At its March Grants Panel, the AHF also awarded a Capital Works Grant to Haverfordwest Heritage - another Heritage Development Trust – for its Temperance Hall project.

The Italianate façade of the Grade II listed Temperance Hall has graced the Haverfordwest high street since 1889, serving as a cinema, wartime billet and canteen, bingo hall, tax office and Freemasons’ Hall. But after these many incarnations, the heritage building has been unused, unloved and empty since 2009.

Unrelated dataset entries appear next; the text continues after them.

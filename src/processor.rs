//! Frame processing unit
//!
//! A [`FrameProcessor`] simulates the variable-latency processing of one
//! frame. The simulated load is a sleep of `minimum_sleep + uniform(0,1) *
//! max_random_sleep`, executed in fixed slices so a cancellation request is
//! observed within one slice.
//!
//! Each unit is independent: nothing is shared across units beyond the
//! read-only sleep configuration. The frame is always returned with its final
//! state; cancellation is reported through the frame state (`Aborted`), never
//! propagated as an error. Start and end observers fire around the work, the
//! end observer exactly once on every path.

use crate::types::{Frame, FrameState};
use crate::worker::CancelToken;
use rand::Rng;
use std::sync::Arc;
use std::time::Duration;

/// Granularity of the cancellable sleep
pub const SLEEP_SLICE: Duration = Duration::from_millis(100);

/// Diagnostic observer invoked around a unit's work
pub type ProcessingObserver = Arc<dyn Fn(&Arc<Frame>) + Send + Sync>;

/// Simulates one frame's processing, cooperatively cancellable
pub struct FrameProcessor {
    minimum_sleep: Duration,
    max_random_sleep: Duration,
    /// Identifier for log correlation, unique per unit
    processing_id: i64,
    on_start: Vec<ProcessingObserver>,
    on_end: Vec<ProcessingObserver>,
}

impl FrameProcessor {
    /// Create a processor with the given simulated-latency shape
    pub fn new(minimum_sleep: Duration, max_random_sleep: Duration) -> Self {
        Self {
            minimum_sleep,
            max_random_sleep,
            processing_id: chrono::Local::now().timestamp_micros(),
            on_start: Vec::new(),
            on_end: Vec::new(),
        }
    }

    /// Register an observer fired before the work starts
    pub fn with_start_observer(mut self, observer: ProcessingObserver) -> Self {
        self.on_start.push(observer);
        self
    }

    /// Register an observer fired after the work ends, on every path
    pub fn with_end_observer(mut self, observer: ProcessingObserver) -> Self {
        self.on_end.push(observer);
        self
    }

    /// Process one frame, observing the cancellation token between slices
    ///
    /// On completion the frame is `Processed`; if cancellation was requested
    /// it is `Aborted`. The frame is returned in both cases.
    pub fn process(&self, frame: Arc<Frame>, cancel: &CancelToken) -> Arc<Frame> {
        tracing::info!("{} : start processing {}", self.processing_id, frame);
        for observer in &self.on_start {
            observer(&frame);
        }

        frame.set_state(FrameState::Processing);
        self.run_simulated_load(&frame, cancel);

        for observer in &self.on_end {
            observer(&frame);
        }
        frame
    }

    /// The sliced sleep with cooperative cancellation
    fn run_simulated_load(&self, frame: &Arc<Frame>, cancel: &CancelToken) {
        let sleep = self.minimum_sleep
            + self.max_random_sleep.mul_f64(rand::thread_rng().gen::<f64>());
        tracing::info!("{} : sleep for {} ms", self.processing_id, sleep.as_millis());

        let mut remaining = sleep;
        loop {
            if cancel.is_cancelled() {
                frame.set_state(FrameState::Aborted);
                tracing::warn!(
                    "{} : frame {} processing cancelled",
                    self.processing_id,
                    frame.id
                );
                return;
            }
            if remaining.is_zero() {
                break;
            }
            let slice = remaining.min(SLEEP_SLICE);
            std::thread::sleep(slice);
            remaining -= slice;
        }

        frame.set_state(FrameState::Processed);
        tracing::info!(
            "{} : frame {} processing completed",
            self.processing_id,
            frame.id
        );
    }
}
impl DataGenerator {
    /// Create a generator with the given configuration
    pub fn new(config: GeneratorConfig) -> Self {
        let producer_timeout = config.producer_timeout_ms;
        Self {
            inner: Arc::new(GeneratorInner {
                config,
                producer: SignalWorker::new("Producer", producer_timeout),
                consumer: SignalWorker::new("Consumer", 0),
                handoff: Mutex::new(HandoffState::default()),
                counters: Mutex::new(CounterSnapshot::default()),
                view: RwLock::new(VecDeque::new()),
                inflight: Mutex::new(Vec::new()),
                next_frame_id: AtomicU32::new(0),
                payload_populator: Mutex::new(None),
                on_processing_start: Mutex::new(Vec::new()),
                on_processing_end: Mutex::new(Vec::new()),
            }),
        }
    }

    /// Register the payload-population collaborator
    pub fn with_payload_populator(
        self,
        populate: impl Fn(u32) -> Result<Value> + Send + Sync + 'static,
    ) -> Self {
        *self
            .inner
            .payload_populator
            .lock()
            .unwrap_or_else(PoisonError::into_inner) = Some(Arc::new(populate));
        self
    }

    /// Register a diagnostic observer fired when a unit starts processing
    pub fn with_processing_start_observer(self, observer: ProcessingObserver) -> Self {
        self.inner
            .on_processing_start
            .lock()
            .unwrap_or_else(PoisonError::into_inner)
            .push(observer);
        self
    }

    /// Register a diagnostic observer fired when a unit finishes, on any path
    pub fn with_processing_end_observer(self, observer: ProcessingObserver) -> Self {
        self.inner
            .on_processing_end
            .lock()
            .unwrap_or_else(PoisonError::into_inner)
            .push(observer);
        self
    }

    /// Start the producer
    ///
    /// (Re)creates the producer side: frame numbering restarts at 1, producer
    /// counters reset, pending stack and view buffer are cleared, and the
    /// timer-driven worker loop begins ticking.
    pub fn start(&self) -> Result<()> {
        self.create_producer();
        self.inner.producer.create();
        self.inner
            .producer
            .start(false, self.inner.producer_hooks())
            .context("Failed to start producer")
    }

    /// Start consuming data, fire-and-continue
    ///
    /// (Re)creates the consumer side: consumer counters reset, a purely
    /// trigger-driven worker loop starts (with the trigger pre-raised) and
    /// runs until [`stop`](Self::stop).
    pub fn get_data(&self) -> Result<()> {
        self.create_consumer();
        // Attach before the loop starts; a tick in between must hand off,
        // not drop.
        self.inner.lock_handoff().consumer_attached = true;
        self.inner
            .consumer
            .start(true, self.inner.consumer_hooks())
            .context("Failed to start consumer")
    }

    /// Consume data with a run-once consumer, blocking the calling thread
    ///
    /// Creates and attaches the consumer, then dispatches wait-any cycles on
    /// the calling thread until a terminal signal (quit or a faulted hook),
    /// and tears the consumer down again. Only the caller blocks.
    pub fn get_data_once(&self) -> Result<()> {
        self.create_consumer();
        {
            let mut handoff = self.inner.lock_handoff();
            handoff.consumer_attached = true;
        }
        let mut hooks = self.inner.consumer_hooks();
        loop {
            match self.inner.consumer.wait_for_signal_once(0, &mut hooks) {
                SignalKind::Quit | SignalKind::Fault => break,
                _ => continue,
            }
        }
        self.destroy_consumer();
        Ok(())
    }

    /// Stop the whole pipeline
    ///
    /// Destroys both worker threads (bounded join) and waits for every
    /// outstanding processing unit to finish. Counters keep their values;
    /// they reset only when the corresponding side is recreated.
    pub fn stop(&self) {
        self.destroy_producer();
        self.destroy_consumer();
    }

    /// Point-in-time snapshot of the view buffer in arrival order
    pub fn view_frames(&self) -> Vec<Arc<Frame>> {
        self.inner
            .view
            .read()
            .unwrap_or_else(PoisonError::into_inner)
            .iter()
            .cloned()
            .collect()
    }

    /// Coherent snapshot of the pipeline counters
    pub fn counters(&self) -> CounterSnapshot {
        *self.inner.lock_counters()
    }

    fn create_producer(&self) {
        self.destroy_producer();
        self.inner.next_frame_id.store(0, Ordering::SeqCst);
        {
            let mut counters = self.inner.lock_counters();
            counters.produced = 0;
            counters.produced_dropped = 0;
            counters.produced_valid = 0;
        }
        self.inner
            .producer
            .set_wakeup_interval(self.inner.config.producer_timeout_ms);
        self.inner.lock_handoff().pending.clear();
        self.inner
            .view
            .write()
            .unwrap_or_else(PoisonError::into_inner)
            .clear();
    }

    fn destroy_producer(&self) {
        self.inner.producer.destroy();
        self.inner.lock_handoff().pending.clear();
        self.inner
            .view
            .write()
            .unwrap_or_else(PoisonError::into_inner)
            .clear();
    }

    fn create_consumer(&self) {
        self.destroy_consumer();
        {
            let mut counters = self.inner.lock_counters();
            counters.consumed = 0;
            counters.consumed_valid = 0;
            counters.consumed_skipped = 0;
            counters.consumed_rejected = 0;
        }
        self.inner.consumer.create();
    }

    fn destroy_consumer(&self) {
        // Detach under the handoff lock, join outside of it.
        {
            let mut handoff = self.inner.lock_handoff();
            handoff.consumer_attached = false;
        }
        self.inner.consumer.destroy();
        self.inner.join_inflight();
    }
}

Now, through the work of Haverfordwest Heritage, Temperance Hall is being brought into public use once again. The Trust’s plan is to lease the building to a local printmaking collective, which has been co-designing the spaces inside the building to create a new community printworks. This will include an exhibition space, print and design workspaces, and a well-equipped workshop with traditional printing presses that will host an exciting programme of courses. By re-inventing Temperance Hall, Haverfordwest Heritage hopes to kickstart the regeneration of the historic town centre and restore Haverfordwest as a vibrant and exciting place to live, work and visit.

The AHF Capital Works Grant will support the second phase of capital works for this project, which includes improvements to access into and within Temperance Hall, as well as the internal fit out of the building. These improvements will allow a wider range of individuals and organisations to access the building and enable it to be leased to the printmaking collective for its future use.